ODM leaders Raila Odinga. [Kelvin Karani, Standard]

If ODM leader Raila Odinga chooses to, he could bolt out of what is left of the Building Bridges Initiative (BBI) process. But that would only make him look bad, for he has been telling Kenyans nobody can stop the BBI reggae.

He must, therefore, sulkily hang in there, even as he ponders on the next steps towards the reggae of the 2022 election and whether it can be won and with which partnership. Already, he was set up to denounce his National Super Alliance (Nasa) allies.

They strategically asked him to return the “repeated political favours” they had done him by stepping down for him to have the opposition presidential ticket over the years. His response was cryptic. “They were cowards who had abandoned him during his extra-legal swearing in of 30 January 2018.”

It was an act of desolate hope and desperation for them to dream of his support. 

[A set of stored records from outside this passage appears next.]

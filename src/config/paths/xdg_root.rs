//! XDG Base Directory utilities for cache and config locations.

use crate::error::BotError;
use std::path::PathBuf;

const APP_DIR: &str = "schedbot";

/// Get XDG data home directory
///
/// Returns `$XDG_DATA_HOME` if set, otherwise defaults to `$HOME/.local/share`
pub fn data_home() -> Option<PathBuf> {
    if let Ok(xdg_data_home) = std::env::var("XDG_DATA_HOME") {
        if !xdg_data_home.is_empty() {
            return Some(PathBuf::from(xdg_data_home));
        }
    }

    std::env::var("HOME")
        .ok()
        .map(|home| PathBuf::from(home).join(".local").join("share"))
}

/// Get XDG config home directory
///
/// Returns `$XDG_CONFIG_HOME` if set, otherwise defaults to `$HOME/.config`
pub fn config_home() -> Option<PathBuf> {
    if let Ok(xdg_config_home) = std::env::var("XDG_CONFIG_HOME") {
        if !xdg_config_home.is_empty() {
            return Some(PathBuf::from(xdg_config_home));
        }
    }

    std::env::var("HOME")
        .ok()
        .map(|home| PathBuf::from(home).join(".config"))
}

/// Default cache directory: `$XDG_DATA_HOME/schedbot/`
pub fn default_data_dir() -> Result<PathBuf, BotError> {
    data_home().map(|home| home.join(APP_DIR)).ok_or_else(|| {
        BotError::ConfigError(
            "Could not determine XDG data home directory (HOME not set); set data_dir".to_string(),
        )
    })
}

/// Global config file: `$XDG_CONFIG_HOME/schedbot/config.toml`
pub fn global_config_path() -> Option<PathBuf> {
    config_home().map(|home| home.join(APP_DIR).join("config.toml"))
}
//! MergeService: orchestrates sources and deserializes to BotConfig.

use crate::config::sources::{environment, global_file};
use crate::config::BotConfig;
use config::{Config, ConfigError, File, FileFormat};
use std::path::Path;

/// Merge service for config composition.
pub struct MergeService;

impl MergeService {
    /// Precedence: global file (lowest) -> explicit file -> environment (highest).
    pub fn load(explicit: Option<&Path>) -> Result<BotConfig, ConfigError> {
        let builder = Config::builder();
        let builder = global_file::add_to_builder(builder)?;
        let builder = match explicit {
            Some(path) => {
                builder.add_source(File::from(path).format(FileFormat::Toml).required(true))
            }
            None => builder,
        };
        let builder = environment::add_to_builder(builder)?;

        let config = builder.build()?;
        config.try_deserialize()
    }
}
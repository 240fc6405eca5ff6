use crate::error::BotError;
use crate::event::Image;
use crate::types::{MessageId, PlatformName};
use std::collections::BTreeMap;

/// Length limit of a single message on one platform, in characters.
#[derive(Debug, Clone, PartialEq, Eq)]
pub struct PlatformBudget {
    pub platform: PlatformName,
    pub max_length: usize,
}

/// One message to send to a set of platforms.
#[derive(Debug, Clone)]
pub struct PostRequest<'a> {
    pub text: &'a str,
    pub image: Option<&'a Image>,
    /// Reply parent per platform; platforms without an entry post top-level.
    pub in_reply_to: BTreeMap<PlatformName, MessageId>,
    pub targets: Vec<PlatformName>,
}

/// What a platform returned for an accepted post.
#[derive(Debug, Clone, PartialEq, Eq)]
pub struct PostReceipt {
    pub id: MessageId,
    pub url: Option<String>,
}

/// Accepted posts keyed by platform. A missing key means the platform did not accept.
pub type PostResults = BTreeMap<PlatformName, PostReceipt>;

/// Posting collaborator.
pub trait Poster {
    fn budgets(&self) -> Vec<PlatformBudget>;
    fn post(&self, request: &PostRequest<'_>) -> Result<PostResults, BotError>;
}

ODM Secretary General Edwin Sifuna keeps rubbing it in. They are cowards and liabilities, he says. The moment of truth is here at last, however, when the ripe and unripe must be separated. The Deputy President’s voice in the BBI has been neutered. Raila has been cornered. BBI will sail through. Then focus will be on 2022, with President Uhuru Kenyatta in the mix. At this point, it is difficult to tell which of the five pieces in the Executive, Uhuru has his eye on – and whether it is for himself, or his alternate.

Regardless, the interest is certainly there. You don’t remove power from other constitutional offices to heap it in one office in the Executive only to hand that office over to someone else.

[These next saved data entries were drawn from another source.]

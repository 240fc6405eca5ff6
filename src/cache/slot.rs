//! Slot pair state machine.

/// One of the two slots kept per cache key.
#[derive(Debug, Clone, Copy, PartialEq, Eq, Hash, PartialOrd, Ord)]
pub enum Slot {
    Primary,
    Override,
}

/// Which slots of a pair currently hold content.
#[derive(Debug, Clone, Copy, PartialEq, Eq)]
pub enum SlotState {
    Empty,
    Primary,
    Override,
    Both,
}

impl SlotState {
    pub fn from_presence(primary: bool, override_present: bool) -> Self {
        match (primary, override_present) {
            (false, false) => SlotState::Empty,
            (true, false) => SlotState::Primary,
            (false, true) => SlotState::Override,
            (true, true) => SlotState::Both,
        }
    }

    pub fn has_primary(self) -> bool {
        matches!(self, SlotState::Primary | SlotState::Both)
    }

    pub fn has_override(self) -> bool {
        matches!(self, SlotState::Override | SlotState::Both)
    }

    /// Slot an effective read is served from, if any.
    pub fn read_source(self) -> Option<Slot> {
        match self {
            SlotState::Empty => None,
            SlotState::Primary => Some(Slot::Primary),
            SlotState::Override | SlotState::Both => Some(Slot::Override),
        }
    }
}
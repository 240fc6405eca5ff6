use chrono::{TimeZone, Utc};
use schedbot::agent::{BroadcastAgent, BroadcastConfig};
use schedbot::cache::{CacheStore, FileSlotStorage, SlotKey, SlotState};
use schedbot::driver::{Action, Driver, RunOptions};
use schedbot::fetch::{Content, Fetcher};
use std::fs;
use tempfile::TempDir;

use crate::integration::support::{feed, MapTransport, RecordingPoster, FEED_URL};

fn at(h: u32, m: u32) -> RunOptions {
    RunOptions::at(Utc.with_ymd_and_hms(2026, 10, 18, h, m, 0).unwrap())
}

fn driver(dir: &TempDir, transport: &MapTransport) -> Driver {
    Driver::new(
        Box::new(BroadcastAgent::new("tweenies", BroadcastConfig::for_programme("b006m9ry")).unwrap()),
        Box::new(FileSlotStorage::new(dir.path())),
        Fetcher::new(Box::new(transport.clone())),
        Box::new(RecordingPoster::new(&[("masto", 500)])),
    )
}

#[test]
fn hand_written_override_wins_until_the_next_new_fetch() {
    let dir = TempDir::new().unwrap();
    let transport = MapTransport::default();
    transport.serve(FEED_URL, Content::Text(feed(&["2026-10-18T07:05:00Z"])));
    let driver = driver(&dir, &transport);
    driver.execute(Action::Fetch, &at(6, 0)).unwrap();

    let override_path = dir.path().join("tweenies-schedule-override");
    fs::write(&override_path, feed(&["2026-10-18T09:30:00Z", "2026-10-18T10:30:00Z"])).unwrap();

    let listing = driver.execute(Action::Test, &at(6, 0)).unwrap();
    assert!(listing.contains("2026-10-18T09:30:00+00:00"));
    assert!(!listing.contains("2026-10-18T07:05:00+00:00"));

    // unchanged upstream: override survives
    driver.execute(Action::Fetch, &at(6, 5)).unwrap();
    assert!(override_path.exists());

    transport.serve(FEED_URL, Content::Text(feed(&["2026-10-18T08:00:00Z"])));
    let report = driver.execute(Action::Fetch, &at(6, 10)).unwrap();
    assert!(report.contains("2026-10-18T08:00:00+00:00"));
    assert!(!override_path.exists());
}

#[test]
fn slot_state_follows_files_on_disk() {
    let dir = TempDir::new().unwrap();
    let storage = FileSlotStorage::new(dir.path());
    let cache = CacheStore::new(&storage, SlotKey::new("abovebrum", "iss"));
    assert_eq!(cache.state().unwrap(), SlotState::Empty);

    fs::write(dir.path().join("abovebrum-iss-override"), "manual").unwrap();
    assert_eq!(cache.state().unwrap(), SlotState::Override);
    assert_eq!(cache.read_effective(false).unwrap().as_deref(), Some("manual"));

    assert!(cache
        .commit_if_changed("fetched", schedbot::cache::content_differs, None)
        .unwrap());
    assert_eq!(cache.state().unwrap(), SlotState::Primary);
    assert_eq!(cache.read_effective(false).unwrap().as_deref(), Some("fetched"));
    assert!(!dir.path().join("abovebrum-iss.tmp").exists());
}
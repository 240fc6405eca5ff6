//! Fetcher: blocking retrieval of remote URLs and local paths.

pub mod fetcher;
pub mod http;
pub mod transport;

pub use fetcher::{Fetcher, IMAGE_FETCH_ATTEMPTS};
pub use http::HttpTransport;
pub use transport::{is_remote, Content, FetchMode, Transport};
use crate::cache::contract::{SlotKey, SlotStorage};
use crate::cache::slot::{Slot, SlotState};
use crate::error::StorageError;
use std::io::ErrorKind;
use std::path::{Path, PathBuf};

const OVERRIDE_SUFFIX: &str = "-override";

/// Slot pairs stored as plain files under one data directory.
///
/// Primary lives at `<dir>/<agent>-<kind>` and Override at
/// `<dir>/<agent>-<kind>-override`, so operators can drop an override in by hand.
pub struct FileSlotStorage {
    dir: PathBuf,
}

impl FileSlotStorage {
    pub fn new(dir: impl Into<PathBuf>) -> Self {
        Self { dir: dir.into() }
    }

    pub fn dir(&self) -> &Path {
        &self.dir
    }

    pub fn path_for(&self, key: &SlotKey, slot: Slot) -> Result<PathBuf, StorageError> {
        key.validate()?;
        let name = match slot {
            Slot::Primary => key.file_stem(),
            Slot::Override => format!("{}{}", key.file_stem(), OVERRIDE_SUFFIX),
        };
        Ok(self.dir.join(name))
    }
}

impl SlotStorage for FileSlotStorage {
    fn read(&self, key: &SlotKey, slot: Slot) -> Result<Option<String>, StorageError> {
        let path = self.path_for(key, slot)?;
        match std::fs::read_to_string(&path) {
            Ok(content) => Ok(Some(content)),
            Err(e) if e.kind() == ErrorKind::NotFound => Ok(None),
            Err(e) => Err(StorageError::io(path, e)),
        }
    }

    fn write(&self, key: &SlotKey, slot: Slot, content: &str) -> Result<(), StorageError> {
        let path = self.path_for(key, slot)?;
        std::fs::create_dir_all(&self.dir).map_err(|e| StorageError::io(&self.dir, e))?;

        // Readers never see a half-written slot.
        let mut tmp = path.clone().into_os_string();
        tmp.push(".tmp");
        let tmp = PathBuf::from(tmp);
        std::fs::write(&tmp, content).map_err(|e| StorageError::io(&tmp, e))?;
        std::fs::rename(&tmp, &path).map_err(|e| StorageError::io(&path, e))
    }

    fn remove(&self, key: &SlotKey, slot: Slot) -> Result<(), StorageError> {
        let path = self.path_for(key, slot)?;
        match std::fs::remove_file(&path) {
            Ok(()) => Ok(()),
            Err(e) if e.kind() == ErrorKind::NotFound => Ok(()),
            Err(e) => Err(StorageError::io(path, e)),
        }
    }

    fn state(&self, key: &SlotKey) -> Result<SlotState, StorageError> {
        let primary = self.path_for(key, Slot::Primary)?.is_file();
        let override_present = self.path_for(key, Slot::Override)?.is_file();
        Ok(SlotState::from_presence(primary, override_present))
    }
}

#[cfg(test)]
mod tests {
    use super::*;
    use tempfile::TempDir;

    #[test]
    fn slot_paths_follow_agent_kind_naming() {
        let storage = FileSlotStorage::new("/var/lib/schedbot");
        let key = SlotKey::new("tweenies", "schedule");
        assert_eq!(
            storage.path_for(&key, Slot::Primary).unwrap(),
            PathBuf::from("/var/lib/schedbot/tweenies-schedule")
        );
        assert_eq!(
            storage.path_for(&key, Slot::Override).unwrap(),
            PathBuf::from("/var/lib/schedbot/tweenies-schedule-override")
        );
    }

    #[test]
    fn rejects_keys_that_escape_the_data_dir() {
        let storage = FileSlotStorage::new("/var/lib/schedbot");
        let key = SlotKey::new("../etc", "passwd");
        assert!(storage.path_for(&key, Slot::Primary).is_err());
    }

    #[test]
    fn missing_slots_read_as_none_and_remove_is_quiet() {
        let temp = TempDir::new().unwrap();
        let storage = FileSlotStorage::new(temp.path().join("data"));
        let key = SlotKey::new("abovebrum", "iss");

        assert_eq!(storage.read(&key, Slot::Primary).unwrap(), None);
        storage.remove(&key, Slot::Override).unwrap();
        assert_eq!(storage.state(&key).unwrap(), SlotState::Empty);
    }

    #[test]
    fn write_creates_directory_and_reports_state() {
        let temp = TempDir::new().unwrap();
        let storage = FileSlotStorage::new(temp.path().join("nested").join("data"));
        let key = SlotKey::new("abovebrum", "iss");

        storage.write(&key, Slot::Primary, "row\n").unwrap();
        assert_eq!(storage.read(&key, Slot::Primary).unwrap().as_deref(), Some("row\n"));
        assert_eq!(storage.state(&key).unwrap(), SlotState::Primary);

        std::fs::write(storage.path_for(&key, Slot::Override).unwrap(), "manual").unwrap();
        assert_eq!(storage.state(&key).unwrap(), SlotState::Both);
    }
}
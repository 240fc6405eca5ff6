use crate::error::{BotError, TransportError};
use crate::fetch::transport::{Content, FetchMode, Transport};
use tracing::{debug, warn};

/// Attempts made for an image before giving up.
pub const IMAGE_FETCH_ATTEMPTS: u32 = 3;

/// Source retrieval policy on top of a [`Transport`].
pub struct Fetcher {
    transport: Box<dyn Transport>,
}

impl Fetcher {
    pub fn new(transport: Box<dyn Transport>) -> Self {
        Self { transport }
    }

    /// Fetch a URL or path as text. An unreachable host yields empty content.
    pub fn fetch_text(&self, location: &str) -> Result<String, BotError> {
        Ok(self.fetch(location, FetchMode::Text)?.into_text())
    }

    /// Fetch a URL or path as bytes. An unreachable host yields empty content.
    pub fn fetch_bytes(&self, location: &str) -> Result<Vec<u8>, BotError> {
        Ok(self.fetch(location, FetchMode::Binary)?.into_bytes())
    }

    fn fetch(&self, location: &str, mode: FetchMode) -> Result<Content, BotError> {
        match self.transport.get(location, mode) {
            Ok(content) => {
                debug!(location, bytes = content_len(&content), "Fetched");
                Ok(content)
            }
            Err(TransportError::Connect { url, message }) => {
                warn!(url = %url, error = %message, "Source unreachable, treating as empty");
                Ok(match mode {
                    FetchMode::Text => Content::Text(String::new()),
                    FetchMode::Binary => Content::Binary(Vec::new()),
                })
            }
            Err(e) => Err(BotError::TransportError(e)),
        }
    }

    /// Fetch image bytes, retrying any transport failure or empty body.
    pub fn fetch_image(&self, url: &str) -> Result<Vec<u8>, BotError> {
        let mut last_error = None;
        for attempt in 1..=IMAGE_FETCH_ATTEMPTS {
            match self.transport.get(url, FetchMode::Binary) {
                Ok(content) if !content.is_empty() => return Ok(content.into_bytes()),
                Ok(_) => {
                    warn!(url, attempt, "Image body empty");
                    last_error = Some(TransportError::Empty {
                        url: url.to_string(),
                    });
                }
                Err(e) => {
                    warn!(url, attempt, error = %e, "Image fetch failed");
                    last_error = Some(e);
                }
            }
        }
        Err(BotError::ImageFetchExhausted {
            url: url.to_string(),
            attempts: IMAGE_FETCH_ATTEMPTS,
            last_error: last_error.unwrap_or(TransportError::Empty {
                url: url.to_string(),
            }),
        })
    }
}

fn content_len(content: &Content) -> usize {
    match content {
        Content::Text(s) => s.len(),
        Content::Binary(b) => b.len(),
    }
}
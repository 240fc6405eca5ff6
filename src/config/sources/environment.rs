//! Environment variable source: SCHEDBOT__* prefix with __ separator

use config::builder::DefaultState;
use config::ConfigBuilder;
use config::ConfigError;
use config::Environment;

/// Add environment variable overlay to builder.
/// `SCHEDBOT__DATA_DIR=/srv/bots` sets `data_dir`; `SCHEDBOT__HTTP__TIMEOUT_SECS=30` sets `http.timeout_secs`.
pub fn add_to_builder(
    builder: ConfigBuilder<DefaultState>,
) -> Result<ConfigBuilder<DefaultState>, ConfigError> {
    let builder = builder.add_source(
        Environment::with_prefix("SCHEDBOT")
            .separator("__")
            .try_parsing(true),
    );
    Ok(builder)
}
mod broadcast_pipeline;
mod cli_parse;
mod overrides;
mod passes_pipeline;
mod support;
//! Tooling layer: the command-line surface over agents and the driver.

pub mod cli;

pub use cli::{Cli, CliContext};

Raila and Ruto are left staring at each other in a strange corner, where they will be asking, “How did we get here, and what are you doing here?” They will be pondering their options in that corner. ODM’s reluctance to field candidates in recent by-elections speaks of a party in recession and a party leader whose tyres are losing their grip, with the tube in multiple slow punctures.

Inevitable alliances

Raila could brave it out and try to assemble another pentagon to go against the One Kenyan Alliance and the DP in a three horse race. It would promise a tough and messy affair that could force a presidential election run off. Accordingly, all players must moderate what they say about one another at this stage. They might need each other’s support to cross over to the Promised Land in September/October 2022.

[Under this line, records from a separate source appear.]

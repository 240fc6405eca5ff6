//! ConfigLoader facade delegating to merge service.

use super::merge::service::MergeService;
use super::BotConfig;
use config::ConfigError;
use std::path::Path;

/// Configuration loader facade.
pub struct ConfigLoader;

impl ConfigLoader {
    /// Load configuration from the global file and environment.
    pub fn load() -> Result<BotConfig, ConfigError> {
        MergeService::load(None)
    }

    /// Load configuration with an explicit file layered over the global one.
    pub fn load_from_file(path: &Path) -> Result<BotConfig, ConfigError> {
        MergeService::load(Some(path))
    }
}
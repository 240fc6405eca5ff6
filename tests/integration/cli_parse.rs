use clap::{CommandFactory, Parser};
use schedbot::driver::Action;
use schedbot::tooling::cli::{Cli, CliContext};
use std::fs;
use tempfile::TempDir;

#[test]
fn cli_definition_is_consistent() {
    Cli::command().debug_assert();
}

#[test]
fn parse_valid_invocations() {
    let cases: Vec<(Vec<&str>, Action)> = vec![
        (vec!["schedbot", "tweenies", "fetch"], Action::Fetch),
        (vec!["schedbot", "tweenies", "test"], Action::Test),
        (vec!["schedbot", "tweenies", "post", "--setup"], Action::Post),
        (vec!["schedbot", "abovebrum", "weather", "--log-format", "json"], Action::Weather),
        (
            vec!["schedbot", "--config", "/etc/schedbot.toml", "tweenies", "post", "--dry-run"],
            Action::Post,
        ),
    ];
    for (args, action) in cases {
        let cli = Cli::try_parse_from(&args).unwrap_or_else(|e| panic!("{:?}: {}", args, e));
        assert_eq!(cli.action, action);
    }
}

#[test]
fn missing_action_is_rejected() {
    assert!(Cli::try_parse_from(["schedbot", "tweenies"]).is_err());
}

#[test]
fn config_file_agents_are_runnable_from_the_cli() {
    let temp = TempDir::new().unwrap();
    let data_dir = temp.path().join("data");
    let config_path = temp.path().join("bots.toml");
    fs::write(
        &config_path,
        format!(
            r#"
            data_dir = "{}"

            [[platforms]]
            name = "dry"
            kind = "console"

            [agents.tweenies]
            kind = "broadcast"
            programme = "b006m9ry"
            "#,
            data_dir.display()
        ),
    )
    .unwrap();
    fs::create_dir_all(&data_dir).unwrap();
    fs::write(data_dir.join("tweenies-schedule"), "not json").unwrap();

    let context = CliContext::new(Some(&config_path), None).unwrap();
    let cli = Cli::try_parse_from(["schedbot", "tweenies", "test"]).unwrap();
    assert_eq!(context.execute(&cli).unwrap(), "No events.");

    let cli = Cli::try_parse_from(["schedbot", "tweenies", "weather"]).unwrap();
    assert!(context.execute(&cli).is_err());
}
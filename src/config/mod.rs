//! Configuration: shape, validation and layered loading.

pub mod facade;
pub mod merge;
pub mod paths;
pub mod sources;

pub use facade::ConfigLoader;

use crate::agent::AgentConfig;
use crate::error::BotError;
use crate::logging::LoggingConfig;
use crate::render::{CONTINUATION_RESERVE, IMAGE_RESERVATION};
use serde::{Deserialize, Serialize};
use std::collections::{BTreeMap, HashSet};
use std::path::PathBuf;

const DEFAULT_USER_AGENT: &str = "Mozilla/5.0 (Macintosh; Intel Mac OS X 10_12_6) AppleWebKit/537.36 \
                                  (KHTML, like Gecko) Chrome/68.0.3440.106 Safari/537.36";

fn default_user_agent() -> String {
    DEFAULT_USER_AGENT.to_string()
}

fn default_max_length() -> usize {
    500
}

/// Outbound HTTP settings shared by sources and platforms.
#[derive(Debug, Clone, Serialize, Deserialize)]
pub struct HttpConfig {
    /// Sent with every request; some schedule sites refuse unknown agents.
    #[serde(default = "default_user_agent")]
    pub user_agent: String,

    /// Request timeout; None keeps the transport default.
    #[serde(default)]
    pub timeout_secs: Option<u64>,
}

impl Default for HttpConfig {
    fn default() -> Self {
        Self {
            user_agent: default_user_agent(),
            timeout_secs: None,
        }
    }
}

/// Platform client implementation.
#[derive(Debug, Clone, Copy, PartialEq, Eq, Serialize, Deserialize, Default)]
#[serde(rename_all = "lowercase")]
pub enum PlatformKind {
    /// Print to stdout.
    #[default]
    Console,
    Mastodon,
}

/// One account statuses are posted to.
#[derive(Debug, Clone, Serialize, Deserialize)]
pub struct PlatformConfig {
    pub name: String,

    #[serde(default)]
    pub kind: PlatformKind,

    /// Characters per message.
    #[serde(default = "default_max_length")]
    pub max_length: usize,

    #[serde(default, skip_serializing_if = "Option::is_none")]
    pub instance: Option<String>,

    #[serde(default, skip_serializing_if = "Option::is_none")]
    pub access_token: Option<String>,
}

/// Root configuration.
#[derive(Debug, Clone, Serialize, Deserialize, Default)]
pub struct BotConfig {
    /// Cache directory; defaults to `$XDG_DATA_HOME/schedbot`.
    #[serde(default)]
    pub data_dir: Option<PathBuf>,

    #[serde(default)]
    pub http: HttpConfig,

    #[serde(default)]
    pub logging: LoggingConfig,

    #[serde(default)]
    pub platforms: Vec<PlatformConfig>,

    #[serde(default)]
    pub agents: BTreeMap<String, AgentConfig>,
}

impl BotConfig {
    pub fn validate(&self) -> Result<(), BotError> {
        let mut seen = HashSet::new();
        for platform in &self.platforms {
            if platform.name.trim().is_empty() {
                return Err(BotError::ConfigError(
                    "Platform name cannot be empty".to_string(),
                ));
            }
            if !seen.insert(platform.name.as_str()) {
                return Err(BotError::ConfigError(format!(
                    "Duplicate platform name: {}",
                    platform.name
                )));
            }
            let minimum = IMAGE_RESERVATION + CONTINUATION_RESERVE + 1;
            if platform.max_length < minimum {
                return Err(BotError::ConfigError(format!(
                    "Platform {} max_length must be at least {}, got {}",
                    platform.name, minimum, platform.max_length
                )));
            }
            if platform.kind == PlatformKind::Mastodon
                && (platform.instance.is_none() || platform.access_token.is_none())
            {
                return Err(BotError::ConfigError(format!(
                    "Platform {} needs both instance and access_token",
                    platform.name
                )));
            }
        }

        for (name, agent) in &self.agents {
            agent
                .validate()
                .map_err(|e| BotError::ConfigError(format!("Agent {}: {}", name, e)))?;
        }
        Ok(())
    }

    /// Directory holding every agent's cache slots.
    pub fn resolve_data_dir(&self) -> Result<PathBuf, BotError> {
        match &self.data_dir {
            Some(dir) => Ok(dir.clone()),
            None => paths::default_data_dir(),
        }
    }
}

Ruto faces the Hobson’s Choice. He could go with Raila, if ODM boss chooses to support him, at the risk of losing the Mt Kenya following, on account of the former PM support. Or, he could go it alone. Like the great Napoleon Bonaparte, he would soon discover you need partners in any battle, even when you are a great general. But would he also consider eating humble pie and working with the One Kenya Alliance? Would this be a stretching of political humility beyond its elasticity? 

This is where President Kenyatta has brought two gentlemen who thought he was their friend. The way ahead is to be watched, including to see what plans Uhuru seems to have for himself, or his family, in the emerging scenario. When Raila has recovered from his current challenges with Covid-19 and rediscovers his tongue, what words are going to roll on the tongue? And words don’t roll on a dry tongue. What smoothie is he going to whet his tongue with? Will it be a smoothie blended with waters of humility in the wings of the One Kenya Alliance, or will it be a smoothie that helps the tongue to belt out defiant reggae tunes? Conversely, will the alliance survive bitter internal competitions for dominance and supremacy? 

If the alliance should easily settle for one of them as the presidential flagbearer, are they thinking of how to mollify ethnic populations that are looking up to each one of them as the gallant tribal leader who bring home the golden fleece? How do the tribes behave when they hear that someone else has the silver spear that kills the fleece?